2. Trade-off #1 — Significantly Fewer Features
This is the biggest trade-off.
Nmap offers a comprehensive feature set
OS detection
Service detection
Version detection
Scripting engine (NSE)
Vulnerability scanning
Traceroute
UDP scanning
Network discovery
RustScan does not do these things.
RustScan focuses on one thing only:
finding open ports as fast as possible
A typical workflow looks like this:
RustScan → finds open ports
↓
Nmap → performs detailed analysis on those ports
Common pipeline example:
rustscan -a 192.168.1.1 -- -sV -sC
RustScan scans the ports → then automatically calls Nmap to handle the rest.
3. Trade-off #2 — "Noisier" on the Network
Because RustScan opens many connections at once, the effects are:
It is more easily detected by IDS/IPS.
It can look exactly like a port scan attack.
Some firewalls will immediately block your IP.
In contrast, Nmap allows for:
Throttled scanning
Stealth scanning
Precise timing control
Example in Nmap:
-T0 (paranoid)
-T5 (insane)
RustScan lacks this level of flexibility.
4. Trade-off #3 — Risk of False Negatives
Due to its aggressive scanning nature:
Firewalls might drop packets.
Servers might apply rate limiting.
Some ports might go undetected.
Nmap remains more stable and reliable for serious, thorough scanning.
5. Trade-off #4 — Resource Usage
RustScan opens thousands of sockets.
If your OS limit is low, you might see:
too many open files
You often need to manually increase the limit:
ulimit -n 5000
Nmap is generally safer for systems with limited resources.

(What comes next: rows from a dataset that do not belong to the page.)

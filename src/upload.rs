// SPDX-License-Identifier: MPL-2.0
//! Batch photo upload pipeline.
//!
//! Uploads a batch of files strictly one at a time and blends the per-file
//! transfer percentages into a single 0-100 value for the whole batch.
//! Serializing the uploads bounds concurrent bandwidth and keeps the
//! progress math simple; the trade-off is throughput on large batches.
//!
//! The pipeline talks to the service through the [`UploadTransport`] seam
//! so tests can script transports without a network.

use crate::api::photos::{self, UploadFile};
use crate::api::ApiClient;
use crate::error::Result;
use std::future::Future;

/// Uploads one file and reports its own 0-100 percent as it transfers.
pub trait UploadTransport {
    fn upload_photo(
        &self,
        file: &UploadFile,
        on_progress: impl FnMut(u8) + Send,
    ) -> impl Future<Output = Result<i64>> + Send;
}

impl UploadTransport for ApiClient {
    fn upload_photo(
        &self,
        file: &UploadFile,
        on_progress: impl FnMut(u8) + Send,
    ) -> impl Future<Output = Result<i64>> + Send {
        photos::upload_photo(self, file, on_progress)
    }
}

/// Blends one file's percent into the whole-batch percent.
///
/// With `total` files and the file at zero-based `index` reporting
/// `percent`, the batch is at `round(((index + percent/100) / total) * 100)`.
/// The value never decreases across the batch as long as each file's own
/// percent never decreases; per-file regressions are passed through as-is.
pub fn batch_percent(index: usize, total: usize, percent: u8) -> u8 {
    (((index as f64 + f64::from(percent) / 100.0) / total as f64) * 100.0).round() as u8
}

/// Uploads `files` in order, one at a time, and returns their identifiers
/// in the same order.
///
/// The first failure rejects the whole batch: files after it are never
/// attempted and no identifiers are returned. `on_progress` receives the
/// blended batch percent on every per-file progress event.
pub async fn upload_photos<T: UploadTransport>(
    transport: &T,
    files: &[UploadFile],
    mut on_progress: impl FnMut(u8) + Send,
) -> Result<Vec<i64>> {
    let total = files.len();
    let mut ids = Vec::with_capacity(total);

    for (index, file) in files.iter().enumerate() {
        let id = transport
            .upload_photo(file, |percent| {
                on_progress(batch_percent(index, total, percent));
            })
            .await?;
        ids.push(id);
    }

    Ok(ids)
}

#[cfg(test)]
mod tests {
    use super::*;
    use crate::error::Error;
    use std::sync::atomic::{AtomicUsize, Ordering};
    use std::sync::Mutex;

    /// What the scripted transport does for one file.
    struct Outcome {
        progress: Vec<u8>,
        result: Result<i64>,
    }

    /// Events a test can assert call ordering on.
    #[derive(Debug, Clone, PartialEq, Eq)]
    enum Event {
        Started(usize),
        Settled(usize),
    }

    struct ScriptedTransport {
        outcomes: Vec<Outcome>,
        next_call: AtomicUsize,
        events: Mutex<Vec<Event>>,
    }

    impl ScriptedTransport {
        fn new(outcomes: Vec<Outcome>) -> Self {
            Self {
                outcomes,
                next_call: AtomicUsize::new(0),
                events: Mutex::new(Vec::new()),
            }
        }

        fn events(&self) -> Vec<Event> {
            self.events.lock().expect("events lock").clone()
        }

        fn call_count(&self) -> usize {
            self.next_call.load(Ordering::SeqCst)
        }
    }

    impl UploadTransport for ScriptedTransport {
        fn upload_photo(
            &self,
            _file: &UploadFile,
            mut on_progress: impl FnMut(u8) + Send,
        ) -> impl Future<Output = Result<i64>> + Send {
            let call = self.next_call.fetch_add(1, Ordering::SeqCst);
            async move {
                self.events
                    .lock()
                    .expect("events lock")
                    .push(Event::Started(call));

                let outcome = &self.outcomes[call];
                for &percent in &outcome.progress {
                    on_progress(percent);
                }
                // Yield so an (incorrectly) concurrent second upload would
                // interleave its Started event before this Settled.
                tokio::task::yield_now().await;

                self.events
                    .lock()
                    .expect("events lock")
                    .push(Event::Settled(call));
                outcome.result.clone()
            }
        }
    }

    fn file(name: &str) -> UploadFile {
        UploadFile::new(name, vec![0u8; 4])
    }

    #[test]
    fn batch_percent_blends_per_file_progress() {
        // Two files: halfway through the first is a quarter of the batch.
        assert_eq!(batch_percent(0, 2, 0), 0);
        assert_eq!(batch_percent(0, 2, 50), 25);
        assert_eq!(batch_percent(1, 2, 0), 50);
        assert_eq!(batch_percent(1, 2, 100), 100);
    }

    #[test]
    fn batch_percent_rounds_to_nearest() {
        // Three files: completing the first is 33.33..% of the batch.
        assert_eq!(batch_percent(0, 3, 100), 33);
        assert_eq!(batch_percent(1, 3, 0), 33);
        assert_eq!(batch_percent(2, 3, 50), 83);
    }

    #[tokio::test]
    async fn uploads_every_file_and_returns_ids_in_order() {
        let transport = ScriptedTransport::new(vec![
            Outcome {
                progress: vec![100],
                result: Ok(11),
            },
            Outcome {
                progress: vec![100],
                result: Ok(22),
            },
            Outcome {
                progress: vec![100],
                result: Ok(33),
            },
        ]);
        let files = vec![file("a.png"), file("b.png"), file("c.png")];

        let ids = upload_photos(&transport, &files, |_| {})
            .await
            .expect("batch should succeed");
        assert_eq!(ids, vec![11, 22, 33]);
    }

    #[tokio::test]
    async fn uploads_are_strictly_sequential() {
        let transport = ScriptedTransport::new(vec![
            Outcome {
                progress: vec![50, 100],
                result: Ok(1),
            },
            Outcome {
                progress: vec![100],
                result: Ok(2),
            },
        ]);
        let files = vec![file("a.png"), file("b.png")];

        upload_photos(&transport, &files, |_| {})
            .await
            .expect("batch should succeed");

        // The second upload must not start before the first has settled.
        assert_eq!(
            transport.events(),
            vec![
                Event::Started(0),
                Event::Settled(0),
                Event::Started(1),
                Event::Settled(1),
            ]
        );
    }

    #[tokio::test]
    async fn aggregate_progress_spans_the_whole_batch() {
        let transport = ScriptedTransport::new(vec![
            Outcome {
                progress: vec![50, 100],
                result: Ok(1),
            },
            Outcome {
                progress: vec![0, 100],
                result: Ok(2),
            },
        ]);
        let files = vec![file("a.png"), file("b.png")];

        let mut seen = Vec::new();
        upload_photos(&transport, &files, |percent| seen.push(percent))
            .await
            .expect("batch should succeed");

        assert_eq!(seen, vec![25, 50, 50, 100]);
    }

    #[tokio::test]
    async fn first_failure_rejects_batch_and_skips_the_rest() {
        let transport = ScriptedTransport::new(vec![
            Outcome {
                progress: vec![100],
                result: Ok(1),
            },
            Outcome {
                progress: vec![10],
                result: Err(Error::Api("Failed to upload photo".to_string())),
            },
            Outcome {
                progress: vec![],
                result: Ok(3),
            },
        ]);
        let files = vec![file("a.png"), file("b.png"), file("c.png")];

        let err = upload_photos(&transport, &files, |_| {})
            .await
            .expect_err("batch should fail");
        assert_eq!(err, Error::Api("Failed to upload photo".to_string()));

        // The failing file settled the batch; the third was never attempted.
        assert_eq!(transport.call_count(), 2);
    }

    #[tokio::test]
    async fn server_message_survives_to_the_caller() {
        let transport = ScriptedTransport::new(vec![Outcome {
            progress: vec![],
            result: Err(Error::Api("quota exceeded".to_string())),
        }]);
        let files = vec![file("a.png")];

        let err = upload_photos(&transport, &files, |_| {})
            .await
            .expect_err("batch should fail");
        assert_eq!(err, Error::Api("quota exceeded".to_string()));
    }

    #[tokio::test]
    async fn empty_batch_resolves_without_progress_events() {
        let transport = ScriptedTransport::new(Vec::new());

        let mut seen = Vec::new();
        let ids = upload_photos(&transport, &[], |percent| seen.push(percent))
            .await
            .expect("empty batch should succeed");

        assert!(ids.is_empty());
        assert!(seen.is_empty());
        assert_eq!(transport.call_count(), 0);
    }

    #[tokio::test]
    async fn per_file_regressions_pass_through_unguarded() {
        // The transport may replay earlier byte counts (e.g. retried
        // chunks); the blend reflects them rather than clamping.
        let transport = ScriptedTransport::new(vec![Outcome {
            progress: vec![30, 10, 100],
            result: Ok(1),
        }]);
        let files = vec![file("a.png")];

        let mut seen = Vec::new();
        upload_photos(&transport, &files, |percent| seen.push(percent))
            .await
            .expect("batch should succeed");

        assert_eq!(seen, vec![30, 10, 100]);
    }
}
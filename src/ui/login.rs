// SPDX-License-Identifier: MPL-2.0
//! Login form.

use crate::ui::theme::{self, palette, spacing, typography};
use iced::alignment::Horizontal;
use iced::widget::{button, text_input, Column, Container, Text};
use iced::{Element, Length};

/// Form state; credentials never outlive the screen.
#[derive(Debug, Clone, Default)]
pub struct State {
    pub email: String,
    pub password: String,
    /// Error from the last attempt, shown under the form.
    pub error: Option<String>,
    /// Whether a login request is in flight.
    pub pending: bool,
    /// One-shot notice (e.g. after a successful registration).
    pub notice: Option<String>,
}

#[derive(Debug, Clone)]
pub enum Message {
    EmailChanged(String),
    PasswordChanged(String),
    Submit,
    GoToRegister,
}

impl State {
    pub fn update(&mut self, message: &Message) {
        match message {
            Message::EmailChanged(email) => self.email = email.clone(),
            Message::PasswordChanged(password) => self.password = password.clone(),
            // Submit and navigation are handled by the app.
            Message::Submit | Message::GoToRegister => {}
        }
    }

    pub fn view(&self) -> Element<'_, Message> {
        let submit_label = if self.pending { "Logging in..." } else { "Login" };
        let mut submit = button(Text::new(submit_label))
            .padding([spacing::XS, spacing::LG])
            .style(theme::primary_button);
        if !self.pending {
            submit = submit.on_press(Message::Submit);
        }

        let mut form = Column::new()
            .spacing(spacing::SM)
            .max_width(360.0)
            .push(Text::new("Login").size(typography::TITLE_MD))
            .push(
                text_input("Email", &self.email)
                    .on_input(Message::EmailChanged)
                    .padding(spacing::XS),
            )
            .push(
                text_input("Password", &self.password)
                    .on_input(Message::PasswordChanged)
                    .on_submit(Message::Submit)
                    .secure(true)
                    .padding(spacing::XS),
            );

        if let Some(notice) = &self.notice {
            form = form.push(
                Text::new(notice.as_str())
                    .size(typography::CAPTION)
                    .color(palette::PRIMARY_600),
            );
        }
        if let Some(error) = &self.error {
            form = form.push(
                Text::new(error.as_str())
                    .size(typography::CAPTION)
                    .color(palette::DANGER),
            );
        }

        form = form.push(submit).push(
            button(Text::new("Don't have an account? Register").size(typography::CAPTION))
                .style(theme::text_button)
                .on_press(Message::GoToRegister),
        );

        Container::new(form)
            .width(Length::Fill)
            .height(Length::Fill)
            .align_x(Horizontal::Center)
            .align_y(iced::alignment::Vertical::Center)
            .into()
    }
}

#[cfg(test)]
mod tests {
    use super::*;

    #[test]
    fn typing_updates_the_fields() {
        let mut state = State::default();
        state.update(&Message::EmailChanged("ada@example.com".into()));
        state.update(&Message::PasswordChanged("hunter2".into()));
        assert_eq!(state.email, "ada@example.com");
        assert_eq!(state.password, "hunter2");
    }

    #[test]
    fn submit_is_left_to_the_app() {
        let mut state = State::default();
        state.update(&Message::Submit);
        assert!(!state.pending);
    }
}
// SPDX-License-Identifier: MPL-2.0
//! Application root state and orchestration between screens.
//!
//! The `App` struct wires together the API client, the authentication
//! session, the screen states, and the preview session. Policy decisions
//! (where uploads land, what a preview effect does to the focused index,
//! when lists reload) live in the update loop so user-facing behavior is
//! easy to audit in one place.

mod message;
mod screen;
mod subscription;
mod update;
mod view;

pub use message::{Flags, Message};
pub use screen::Screen;

use crate::api::photos::Photo;
use crate::api::albums::{Album, AlbumDetail};
use crate::api::{self, ApiClient};
use crate::config::{self, Config};
use crate::image_cache::ImageCache;
use crate::photo_navigation::PhotoNavigator;
use crate::session;
use crate::ui::preview::PhotoRef;
use crate::ui::{albums, login, preview, register, sidebar};
use iced::{window, Element, Size, Subscription, Task, Theme};
use std::collections::HashSet;
use std::fmt;

pub const WINDOW_DEFAULT_WIDTH: u32 = 1100;
pub const WINDOW_DEFAULT_HEIGHT: u32 = 720;
pub const MIN_WINDOW_WIDTH: u32 = 800;
pub const MIN_WINDOW_HEIGHT: u32 = 600;

/// Root Iced application state.
pub struct App {
    config: Config,
    api: ApiClient,
    theme: Theme,

    screen: Screen,
    library_tab: sidebar::Tab,
    /// Signed-in username, mirrored out of the session for the sidebar.
    username: Option<String>,
    /// Transient status line for errors that should not replace a screen.
    banner: Option<String>,

    login: login::State,
    register: register::State,
    albums_ui: albums::State,

    photos: Vec<Photo>,
    photos_loading: bool,
    photos_error: Option<String>,
    /// Set when the last listing page came back short.
    photos_exhausted: bool,

    albums: Vec<Album>,
    albums_loading: bool,
    albums_error: Option<String>,

    album: Option<AlbumDetail>,
    album_loading: bool,
    album_error: Option<String>,

    images: ImageCache,
    /// URLs with a fetch in flight, to avoid duplicate requests.
    pending_fetches: HashSet<String>,

    /// Owner of the focused-photo index; the preview component reads it.
    navigator: PhotoNavigator,
    preview: preview::State,
    /// The sequence the preview renders, rebuilt from the active screen.
    preview_photos: Vec<PhotoRef>,
    preview_menu_open: bool,
    album_picker_open: bool,

    /// Blended batch percent while an upload runs.
    upload_progress: Option<u8>,
}

impl fmt::Debug for App {
    fn fmt(&self, f: &mut fmt::Formatter<'_>) -> fmt::Result {
        f.debug_struct("App")
            .field("screen", &self.screen)
            .field("photos", &self.photos.len())
            .field("preview_open", &self.navigator.is_open())
            .finish()
    }
}

/// Builds the window settings.
pub fn window_settings() -> window::Settings {
    window::Settings {
        size: Size::new(WINDOW_DEFAULT_WIDTH as f32, WINDOW_DEFAULT_HEIGHT as f32),
        min_size: Some(Size::new(MIN_WINDOW_WIDTH as f32, MIN_WINDOW_HEIGHT as f32)),
        ..window::Settings::default()
    }
}

/// Entry point used by `main.rs` to launch the Iced application loop.
pub fn run(flags: Flags) -> iced::Result {
    use std::cell::RefCell;

    // Wrap flags in RefCell<Option<_>> to satisfy the Fn trait requirement
    // while only consuming flags once (iced 0.14 requires Fn, not FnOnce)
    let boot_state = RefCell::new(Some(flags));
    let boot = move || {
        let flags = boot_state
            .borrow_mut()
            .take()
            .expect("Boot function called more than once");
        App::new(flags)
    };

    iced::application(boot, App::update, App::view)
        .title(App::title)
        .theme(App::theme)
        .window(window_settings())
        .subscription(App::subscription)
        .run()
}

/// Resolves the theme from config, falling back to the system preference.
fn resolve_theme(config: &Config) -> Theme {
    match config.theme.as_deref() {
        Some("dark") => Theme::Dark,
        Some("light") => Theme::Light,
        _ => match dark_light::detect() {
            Ok(dark_light::Mode::Dark) => Theme::Dark,
            _ => Theme::Light,
        },
    }
}

impl App {
    /// Initializes application state and, for a still-valid session, kicks
    /// off the first photo listing.
    fn new(flags: Flags) -> (Self, Task<Message>) {
        let config = config::load().unwrap_or_else(|error| {
            eprintln!("Failed to load config: {:?}", error);
            Config::default()
        });

        let stored = session::load();
        let username = stored.username().map(str::to_string);
        let shared = api::shared_session(stored);

        let server_url = flags
            .server_url
            .as_deref()
            .unwrap_or_else(|| config.server_url())
            .to_string();
        let api = ApiClient::new(&server_url, shared).expect("failed to initialize HTTP client");

        let theme = resolve_theme(&config);
        let screen = if username.is_some() {
            Screen::Library
        } else {
            Screen::Welcome
        };

        let mut app = App {
            config,
            api,
            theme,
            screen,
            library_tab: sidebar::Tab::Photos,
            username,
            banner: None,
            login: login::State::default(),
            register: register::State::default(),
            albums_ui: albums::State::default(),
            photos: Vec::new(),
            photos_loading: false,
            photos_error: None,
            photos_exhausted: false,
            albums: Vec::new(),
            albums_loading: false,
            albums_error: None,
            album: None,
            album_loading: false,
            album_error: None,
            images: ImageCache::new(),
            pending_fetches: HashSet::new(),
            navigator: PhotoNavigator::new(),
            preview: preview::State::new(),
            preview_photos: Vec::new(),
            preview_menu_open: false,
            album_picker_open: false,
            upload_progress: None,
        };

        let task = if app.username.is_some() {
            app.load_photos(0)
        } else {
            Task::none()
        };
        (app, task)
    }

    fn title(&self) -> String {
        "Lazy Photos".to_string()
    }

    fn theme(&self) -> Theme {
        self.theme.clone()
    }

    fn subscription(&self) -> Subscription<Message> {
        subscription::create(self.navigator.is_open())
    }

    fn view(&self) -> Element<'_, Message> {
        view::view(self)
    }
}
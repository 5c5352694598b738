// SPDX-License-Identifier: MPL-2.0
//! View rendering for the application.
//!
//! Renders the active screen, layers the status banner above it, and
//! overlays the photo preview (with its screen-specific toolbar actions
//! and album-picker modal) whenever a session is open.

use super::{App, Message, Screen};
use crate::ui::preview;
use crate::ui::theme::{self, palette, spacing, typography};
use crate::ui::{album_page, albums, gallery, sidebar, welcome};
use iced::alignment::Vertical;
use iced::widget::{button, Column, Container, Row, Space, Stack, Text};
use iced::{Element, Length};

pub fn view(app: &App) -> Element<'_, Message> {
    let screen: Element<'_, Message> = match app.screen {
        Screen::Welcome => welcome::view().map(Message::Welcome),
        Screen::Login => app.login.view().map(Message::Login),
        Screen::Register => app.register.view().map(Message::Register),
        Screen::Library => view_library(app),
        Screen::Album(_) => album_page::view(album_page::ViewContext {
            album: app.album.as_ref(),
            images: &app.images,
            upload_progress: app.upload_progress,
            loading: app.album_loading,
            error: app.album_error.as_deref(),
        })
        .map(Message::AlbumPage),
    };

    let mut column = Column::new();
    if let Some(banner) = &app.banner {
        column = column.push(banner_row(banner));
    }
    column = column.push(
        Container::new(screen)
            .width(Length::Fill)
            .height(Length::Fill),
    );

    let base: Element<'_, Message> = column.width(Length::Fill).height(Length::Fill).into();

    match app.navigator.selected() {
        Some(index) => Stack::new()
            .width(Length::Fill)
            .height(Length::Fill)
            .push(base)
            .push(view_preview(app, index))
            .into(),
        None => base,
    }
}

fn view_library(app: &App) -> Element<'_, Message> {
    let sidebar =
        sidebar::view(app.library_tab, app.username.as_deref()).map(Message::Sidebar);

    let content: Element<'_, Message> = match app.library_tab {
        sidebar::Tab::Photos => gallery::view(gallery::ViewContext {
            photos: &app.photos,
            images: &app.images,
            upload_progress: app.upload_progress,
            loading: app.photos_loading,
            error: app.photos_error.as_deref(),
            can_load_more: !app.photos_exhausted,
        })
        .map(Message::Gallery),
        sidebar::Tab::Albums => albums::view(albums::ViewContext {
            albums: &app.albums,
            images: &app.images,
            state: &app.albums_ui,
            loading: app.albums_loading,
            error: app.albums_error.as_deref(),
        })
        .map(Message::Albums),
    };

    Row::new()
        .push(sidebar)
        .push(content)
        .width(Length::Fill)
        .height(Length::Fill)
        .into()
}

fn view_preview(app: &App, index: usize) -> Element<'_, Message> {
    let actions = match app.screen {
        Screen::Album(_) => remove_action(),
        _ => actions_menu(app.preview_menu_open),
    };

    let overlay = app.album_picker_open.then(|| album_picker(app));

    app.preview.view(
        preview::Context {
            photos: &app.preview_photos,
            index,
            images: &app.images,
            actions: Some(actions),
            overlay,
        },
        Message::Preview,
    )
}

/// Library preview toolbar: the "more actions" menu.
fn actions_menu<'a>(open: bool) -> Element<'a, Message> {
    let toggle = button(Text::new("⋮").size(typography::TITLE_MD))
        .padding([spacing::XS, spacing::SM])
        .style(theme::overlay_button(0.0))
        .on_press(Message::PreviewMenuToggled);

    let mut menu = Column::new().align_x(iced::alignment::Horizontal::Right).push(toggle);
    if open {
        menu = menu.push(
            button(Text::new("Add to album").size(typography::CAPTION))
                .padding(spacing::XS)
                .style(theme::overlay_button(0.6))
                .on_press(Message::AddToAlbumPressed),
        );
    }
    menu.into()
}

/// Album-screen preview toolbar: remove the focused photo from the album.
fn remove_action<'a>() -> Element<'a, Message> {
    button(Text::new("Remove from album").size(typography::CAPTION))
        .padding(spacing::XS)
        .style(theme::overlay_button(0.6))
        .on_press(Message::RemoveFromAlbumPressed)
        .into()
}

/// The album-picker modal rendered in the preview's overlay slot.
fn album_picker(app: &App) -> Element<'_, Message> {
    let mut column = Column::new()
        .spacing(spacing::SM)
        .width(Length::Fixed(280.0))
        .push(Text::new("Select album").size(typography::TITLE_MD));

    if app.albums_loading && app.albums.is_empty() {
        column = column.push(Text::new("Loading albums...").size(typography::CAPTION));
    } else if app.albums.is_empty() {
        column = column.push(Text::new("No albums yet.").size(typography::CAPTION));
    } else {
        for album in &app.albums {
            column = column.push(
                button(
                    Row::new()
                        .spacing(spacing::SM)
                        .align_y(Vertical::Center)
                        .push(Text::new(album.name.as_str()).size(typography::BODY))
                        .push(Space::new(Length::Fill, Length::Shrink))
                        .push(
                            Text::new(format!("{}", album.count))
                                .size(typography::CAPTION)
                                .color(palette::GRAY_400),
                        ),
                )
                .width(Length::Fill)
                .style(theme::text_button)
                .on_press(Message::AlbumPicked(album.id)),
            );
        }
    }

    column = column.push(
        button(Text::new("Cancel").size(typography::CAPTION))
            .style(theme::text_button)
            .on_press(Message::AlbumPickerDismissed),
    );

    column.into()
}

fn banner_row(banner: &str) -> Element<'_, Message> {
    Container::new(
        Row::new()
            .spacing(spacing::MD)
            .align_y(Vertical::Center)
            .push(Text::new(banner).size(typography::CAPTION).color(palette::DANGER))
            .push(Space::new(Length::Fill, Length::Shrink))
            .push(
                button(Text::new("✕").size(typography::CAPTION))
                    .style(theme::text_button)
                    .on_press(Message::BannerDismissed),
            ),
    )
    .width(Length::Fill)
    .padding([spacing::XS, spacing::MD])
    .into()
}
impl State {
    pub fn new() -> Self {
        Self::default()
    }

    /// Clears everything tied to the session that just closed. The viewport
    /// size is environmental and survives.
    pub fn reset(&mut self) {
        self.cursor = None;
        self.hover = HoverSide::None;
        self.swipe.cancel();
    }

    /// Updates the tracked window size (resize events are routed here even
    /// while no session is open, so a reopen starts correct).
    pub fn set_viewport(&mut self, size: Size) {
        self.viewport = size;
    }

    pub fn hover_side(&self) -> HoverSide {
        self.hover
    }

    /// Task that snaps the photo strip to the focused index. Issue it when
    /// a session opens, the index changes, or the window resizes.
    pub fn align_strip(&self, index: usize, count: usize) -> Task<Message> {
        let x = if count > 1 {
            index as f32 / (count - 1) as f32
        } else {
            0.0
        };
        operation::snap_to(Id::new(STRIP_ID), RelativeOffset { x, y: 0.0 })
    }

    /// Handles a preview message, returning the transition the caller
    /// should apply.
    pub fn update(&mut self, message: Message) -> Effect {
        match message {
            Message::RawEvent(event) => self.handle_raw_event(&event),
            Message::PreviousPressed => Effect::Previous,
            Message::NextPressed => Effect::Next,
            Message::ClosePressed | Message::BackdropPressed => Effect::Close,
            Message::SurfacePressed => {
                if let Some(cursor) = self.cursor {
                    self.swipe.begin(cursor.x);
                }
                Effect::None
            }
            Message::SurfaceReleased => match self.cursor {
                Some(cursor) => match self.swipe.finish(cursor.x) {
                    Some(SwipeDirection::Next) => Effect::Next,
                    Some(SwipeDirection::Previous) => Effect::Previous,
                    None => Effect::None,
                },
                None => {
                    self.swipe.cancel();
                    Effect::None
                }
            },
            Message::SlotPressed => Effect::None,
        }
    }

    fn handle_raw_event(&mut self, event: &Event) -> Effect {
        match event {
            Event::Keyboard(keyboard::Event::KeyPressed { key, .. }) => self.handle_key(key),
            Event::Mouse(mouse::Event::CursorMoved { position }) => {
                self.cursor = Some(*position);
                self.hover = HoverSide::from_cursor(position.x, self.viewport.width);
                Effect::None
            }
            Event::Mouse(mouse::Event::CursorLeft) => {
                self.cursor = None;
                self.hover = HoverSide::None;
                self.swipe.cancel();
                Effect::None
            }
            Event::Window(window::Event::Resized(size)) => {
                self.viewport = *size;
                Effect::None
            }
            _ => Effect::None,
        }
    }

    fn handle_key(&mut self, key: &keyboard::Key) -> Effect {
        match key {
            keyboard::Key::Named(keyboard::key::Named::ArrowRight) => Effect::Next,
            keyboard::Key::Named(keyboard::key::Named::ArrowLeft) => Effect::Previous,
            keyboard::Key::Named(keyboard::key::Named::Escape) => Effect::Close,
            _ => Effect::None,
        }
    }

    /// Renders the preview over the whole window.
    ///
    /// `on_message` lifts preview messages into the caller's message type so
    /// the slots can carry caller messages directly.
    pub fn view<'a, Msg: Clone + 'a>(
        &'a self,
        ctx: Context<'a, Msg>,
        on_message: impl Fn(Message) -> Msg + 'a,
    ) -> Element<'a, Msg> {
        if ctx.photos.is_empty() {
            return Space::new().width(Length::Fill).height(Length::Fill).into();
        }

        let surface_width = (self.viewport.width - 2.0 * BACKDROP_MARGIN).max(1.0);
        let surface_height = (self.viewport.height - 2.0 * BACKDROP_MARGIN).max(1.0);

        let backdrop = mouse_area(
            Container::new(Space::new().width(Length::Fill).height(Length::Fill))
                .width(Length::Fill)
                .height(Length::Fill)
                .style(theme::backdrop),
        )
        .on_press(on_message(Message::BackdropPressed));

        let close = button(Text::new("←").size(typography::TITLE_MD))
            .padding(spacing::XS)
            .style(theme::overlay_button(0.0))
            .on_press(on_message(Message::ClosePressed));

        let mut top_bar = Row::new()
            .spacing(spacing::SM)
            .align_y(Vertical::Center)
            .push(close)
            .push(Space::new().width(Length::Fill).height(Length::Shrink));
        if let Some(actions) = ctx.actions {
            // Swallow presses in the slot so they neither close the preview
            // nor start a swipe.
            top_bar = top_bar.push(
                mouse_area(actions).on_press(on_message(Message::SlotPressed)),
            );
        }

        let strip_row = Row::with_children(
            ctx.photos
                .iter()
                .map(|photo| photo_cell(photo, ctx.images, surface_width)),
        );
        let strip = Scrollable::new(strip_row)
            .id(Id::new(STRIP_ID))
            .width(Length::Fill)
            .height(Length::Fill)
            .direction(Direction::Horizontal(Scrollbar::hidden()));

        let surface = Column::new()
            .push(
                Container::new(top_bar)
                    .width(Length::Fill)
                    .padding(spacing::SM),
            )
            .push(strip)
            .width(Length::Fixed(surface_width))
            .height(Length::Fixed(surface_height));

        let surface = mouse_area(surface)
            .on_press(on_message(Message::SurfacePressed))
            .on_release(on_message(Message::SurfaceReleased));

        let mut stack = Stack::new()
            .width(Length::Fill)
            .height(Length::Fill)
            .push(backdrop)
            .push(
                Container::new(surface)
                    .width(Length::Fill)
                    .height(Length::Fill)
                    .align_x(Horizontal::Center)
                    .align_y(Vertical::Center),
            );

        if self.hover == HoverSide::Left {
            stack = stack.push(chevron_layer(
                "‹",
                Horizontal::Left,
                on_message(Message::PreviousPressed),
            ));
        }
        if self.hover == HoverSide::Right {
            stack = stack.push(chevron_layer(
                "›",
                Horizontal::Right,
                on_message(Message::NextPressed),
            ));
        }

        if let Some(overlay) = ctx.overlay {
            let modal = mouse_area(
                Container::new(overlay)
                    .padding(spacing::LG)
                    .style(theme::modal),
            )
            .on_press(on_message(Message::SlotPressed));
            stack = stack.push(
                Container::new(modal)
                    .width(Length::Fill)
                    .height(Length::Fill)
                    .align_x(Horizontal::Center)
                    .align_y(Vertical::Center),
            );
        }

        stack.into()
    }
}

6. Usage Philosophy (The Right Way)
Among pentesters, the standard approach is usually:
Phase 1 — Rapid Discovery
Use RustScan:
rustscan -a target.com
Phase 2 — Detailed Analysis
Use Nmap:
nmap -sC -sV -p 22,80,443 target.com
Since 80% of Nmap's scanning time is often spent just searching for open ports, RustScan significantly accelerates that initial phase.